Determine the number of lines below that contain "delay". Write nothing but that number.

▶ Excerpted records:

◇ ◇ ◇

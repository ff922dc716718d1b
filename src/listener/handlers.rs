use std::sync::Arc;

use async_trait::async_trait;

use crate::config::CoordinatorConfig;
use crate::config_service::ConfigService;
use crate::election::timer::election_backoff;
use crate::election::LeaderService;
use crate::error::Result;
use crate::execution::ExecutionService;
use crate::failover::FailoverService;
use crate::instance::{InstanceService, ServerStatus};
use crate::listener::{ChangeHandler, JobChange, StateHandler};
use crate::registry::{ChangeType, ConnectionState};
use crate::runtime::JobRuntime;
use crate::sharding::ShardingService;
use crate::storage::path::{FAILOVER_ITEMS_ROOT, LEADER_ELECTION_INSTANCE};
use crate::storage::{JobNodePath, JobNodeStorage};

/// Config edits that move items around request resharding; turning failover
/// off drops queued work.
#[derive(Debug)]
pub struct ConfigChangedHandler {
    configs: Arc<ConfigService>,
    sharding: Arc<ShardingService>,
    failover: Arc<FailoverService>,
}

impl ConfigChangedHandler {
    pub fn new(
        configs: Arc<ConfigService>,
        sharding: Arc<ShardingService>,
        failover: Arc<FailoverService>,
    ) -> Self {
        Self {
            configs,
            sharding,
            failover,
        }
    }
}

#[async_trait]
impl ChangeHandler for ConfigChangedHandler {
    fn name(&self) -> &'static str {
        "config_changed"
    }

    async fn on_change(&self, change: JobChange<'_>) -> Result<()> {
        if !JobNodePath::is_config_path(change.path)
            || change.event.change_type == ChangeType::Deleted
        {
            return Ok(());
        }
        let (previous, current) = self.configs.reload().await?;
        let Some(previous) = previous else {
            return Ok(());
        };
        if current.requires_resharding_from(&previous) {
            tracing::info!(
                job = %current.job_name,
                total = current.sharding_total_count,
                strategy = %current.job_sharding_strategy_type,
                "Configuration changed"
            );
            self.sharding.set_resharding_flag().await?;
        }
        if previous.failover && !current.failover {
            self.failover.remove_failover_info().await?;
        }
        Ok(())
    }
}

/// Servers or instances joining, leaving or changing status invalidate the
/// assignment.
#[derive(Debug)]
pub struct MembershipChangedHandler {
    sharding: Arc<ShardingService>,
}

impl MembershipChangedHandler {
    pub fn new(sharding: Arc<ShardingService>) -> Self {
        Self { sharding }
    }
}

#[async_trait]
impl ChangeHandler for MembershipChangedHandler {
    fn name(&self) -> &'static str {
        "membership_changed"
    }

    async fn on_change(&self, change: JobChange<'_>) -> Result<()> {
        let relevant = if JobNodePath::is_instance_path(change.path) {
            change.event.change_type != ChangeType::Updated
        } else {
            JobNodePath::is_server_path(change.path)
        };
        if relevant {
            self.sharding.set_resharding_flag().await?;
        }
        Ok(())
    }
}

/// Re-contend when the token vanishes or the local server comes back, and
/// step down when the local server is disabled.
#[derive(Debug)]
pub struct LeaderElectionHandler {
    leader: Arc<LeaderService>,
    instances: Arc<InstanceService>,
    runtime: Arc<JobRuntime>,
}

impl LeaderElectionHandler {
    pub fn new(
        leader: Arc<LeaderService>,
        instances: Arc<InstanceService>,
        runtime: Arc<JobRuntime>,
    ) -> Self {
        Self {
            leader,
            instances,
            runtime,
        }
    }
}

#[async_trait]
impl ChangeHandler for LeaderElectionHandler {
    fn name(&self) -> &'static str {
        "leader_election"
    }

    async fn on_change(&self, change: JobChange<'_>) -> Result<()> {
        if self.runtime.is_shutdown() {
            return Ok(());
        }
        let change_type = change.event.change_type;

        if change.path == LEADER_ELECTION_INSTANCE && change_type == ChangeType::Deleted {
            tracing::info!(job = %self.runtime.job_name(), "Leader gone, electing");
            self.leader.elect_if_needed().await?;
            return Ok(());
        }

        let servers = self.instances.servers();
        if change.path == JobNodePath::server_node(servers.local_ip()) {
            match servers.status(servers.local_ip()).await? {
                Some(ServerStatus::Enabled) => {
                    if !self.leader.has_leader().await? {
                        self.leader.elect_if_needed().await?;
                    }
                }
                _ => {
                    self.leader.remove_leader().await?;
                }
            }
            return Ok(());
        }

        if JobNodePath::is_instance_path(change.path)
            && change_type == ChangeType::Created
            && !self.leader.has_leader().await?
        {
            self.leader.elect_if_needed().await?;
        }
        Ok(())
    }
}

/// Reclaims the running items of instances that disappear and picks up
/// queued failover work.
#[derive(Debug)]
pub struct FailoverHandler {
    failover: Arc<FailoverService>,
    runtime: Arc<JobRuntime>,
}

impl FailoverHandler {
    pub fn new(failover: Arc<FailoverService>, runtime: Arc<JobRuntime>) -> Self {
        Self { failover, runtime }
    }
}

#[async_trait]
impl ChangeHandler for FailoverHandler {
    fn name(&self) -> &'static str {
        "failover"
    }

    async fn on_change(&self, change: JobChange<'_>) -> Result<()> {
        if self.runtime.is_shutdown() {
            return Ok(());
        }
        let change_type = change.event.change_type;

        if JobNodePath::is_instance_path(change.path) && change_type == ChangeType::Deleted {
            let instance_id = JobNodePath::leaf(change.path);
            if instance_id == self.runtime.instance_id() {
                return Ok(());
            }
            self.failover.enqueue_crashed_instance(instance_id).await?;
            self.failover.failover_if_necessary().await?;
            return Ok(());
        }

        let queued = change
            .path
            .strip_prefix(FAILOVER_ITEMS_ROOT)
            .map_or(false, |rest| rest.starts_with('/'));
        if queued && change_type == ChangeType::Created {
            self.failover.failover_if_necessary().await?;
        }
        Ok(())
    }
}

/// `trigger/{id}`: run this instance once, now.
#[derive(Debug)]
pub struct TriggerHandler {
    storage: JobNodeStorage,
    runtime: Arc<JobRuntime>,
}

impl TriggerHandler {
    pub fn new(storage: JobNodeStorage, runtime: Arc<JobRuntime>) -> Self {
        Self { storage, runtime }
    }
}

#[async_trait]
impl ChangeHandler for TriggerHandler {
    fn name(&self) -> &'static str {
        "trigger"
    }

    async fn on_change(&self, change: JobChange<'_>) -> Result<()> {
        let node = JobNodePath::trigger_node(self.runtime.instance_id());
        if change.path != node || change.event.change_type != ChangeType::Created {
            return Ok(());
        }
        // Consumed once, whoever wins the delete.
        if self.storage.remove_job_node_if_existed(&node).await? && !self.runtime.is_shutdown() {
            tracing::info!(job = %self.runtime.job_name(), "Run triggered");
            self.runtime.request_trigger();
        }
        Ok(())
    }
}

/// `shutdown/{id}`: stop this instance gracefully.
#[derive(Debug)]
pub struct ShutdownHandler {
    storage: JobNodeStorage,
    runtime: Arc<JobRuntime>,
}

impl ShutdownHandler {
    pub fn new(storage: JobNodeStorage, runtime: Arc<JobRuntime>) -> Self {
        Self { storage, runtime }
    }
}

#[async_trait]
impl ChangeHandler for ShutdownHandler {
    fn name(&self) -> &'static str {
        "shutdown"
    }

    async fn on_change(&self, change: JobChange<'_>) -> Result<()> {
        let node = JobNodePath::shutdown_node(self.runtime.instance_id());
        if change.path != node || change.event.change_type != ChangeType::Created {
            return Ok(());
        }
        self.storage.remove_job_node_if_existed(&node).await?;
        if self.runtime.begin_shutdown() {
            tracing::info!(
                job = %self.runtime.job_name(),
                instance_id = %self.runtime.instance_id(),
                "Shutdown requested through registry"
            );
        }
        Ok(())
    }
}

/// Suspends execution while the session is unhealthy and rebuilds presence
/// after the session comes back, since its ephemeral nodes may be gone.
///
/// Rebuilding is retried with backoff until it succeeds or the job stops;
/// execution stays suspended meanwhile.
#[derive(Debug)]
pub struct ConnectionStateHandler {
    runtime: Arc<JobRuntime>,
    configs: Arc<ConfigService>,
    instances: Arc<InstanceService>,
    execution: Arc<ExecutionService>,
    sharding: Arc<ShardingService>,
    leader: Arc<LeaderService>,
    config: CoordinatorConfig,
}

impl ConnectionStateHandler {
    pub fn new(
        runtime: Arc<JobRuntime>,
        configs: Arc<ConfigService>,
        instances: Arc<InstanceService>,
        execution: Arc<ExecutionService>,
        sharding: Arc<ShardingService>,
        leader: Arc<LeaderService>,
        config: CoordinatorConfig,
    ) -> Self {
        Self {
            runtime,
            configs,
            instances,
            execution,
            sharding,
            leader,
            config,
        }
    }

    async fn restore_presence(&self) -> Result<()> {
        let config = self.configs.load(true).await?;
        self.instances
            .servers()
            .persist_online(!config.disabled)
            .await?;
        self.instances.persist_online().await?;
        self.execution.clear_all_running_info().await?;
        self.sharding.set_resharding_flag().await?;
        self.leader.elect_if_needed().await?;
        Ok(())
    }
}

#[async_trait]
impl StateHandler for ConnectionStateHandler {
    async fn on_state(&self, state: ConnectionState) -> Result<()> {
        if self.runtime.is_shutdown() {
            return Ok(());
        }
        match state {
            ConnectionState::Connected => {}
            ConnectionState::Suspended | ConnectionState::Lost => {
                self.runtime.set_suspended(true);
            }
            ConnectionState::Reconnected => {
                self.runtime.set_suspended(true);
                let cancel = self.runtime.cancellation_token();
                let mut attempt = 0u32;
                while let Err(e) = self.restore_presence().await {
                    tracing::warn!(
                        job = %self.runtime.job_name(),
                        attempt,
                        error = %e,
                        "Failed to restore presence after reconnect, retrying"
                    );
                    let delay = election_backoff(self.config.election_retry_interval_ms, attempt);
                    tokio::select! {
                        _ = cancel.cancelled() => return Ok(()),
                        _ = tokio::time::sleep(delay) => {}
                    }
                    attempt = attempt.saturating_add(1);
                }
                self.runtime.set_suspended(false);
                tracing::info!(
                    job = %self.runtime.job_name(),
                    instance_id = %self.runtime.instance_id(),
                    "Presence restored after reconnect"
                );
            }
        }
        Ok(())
    }
}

◇ ◇ ◇

▶ The completed task:
2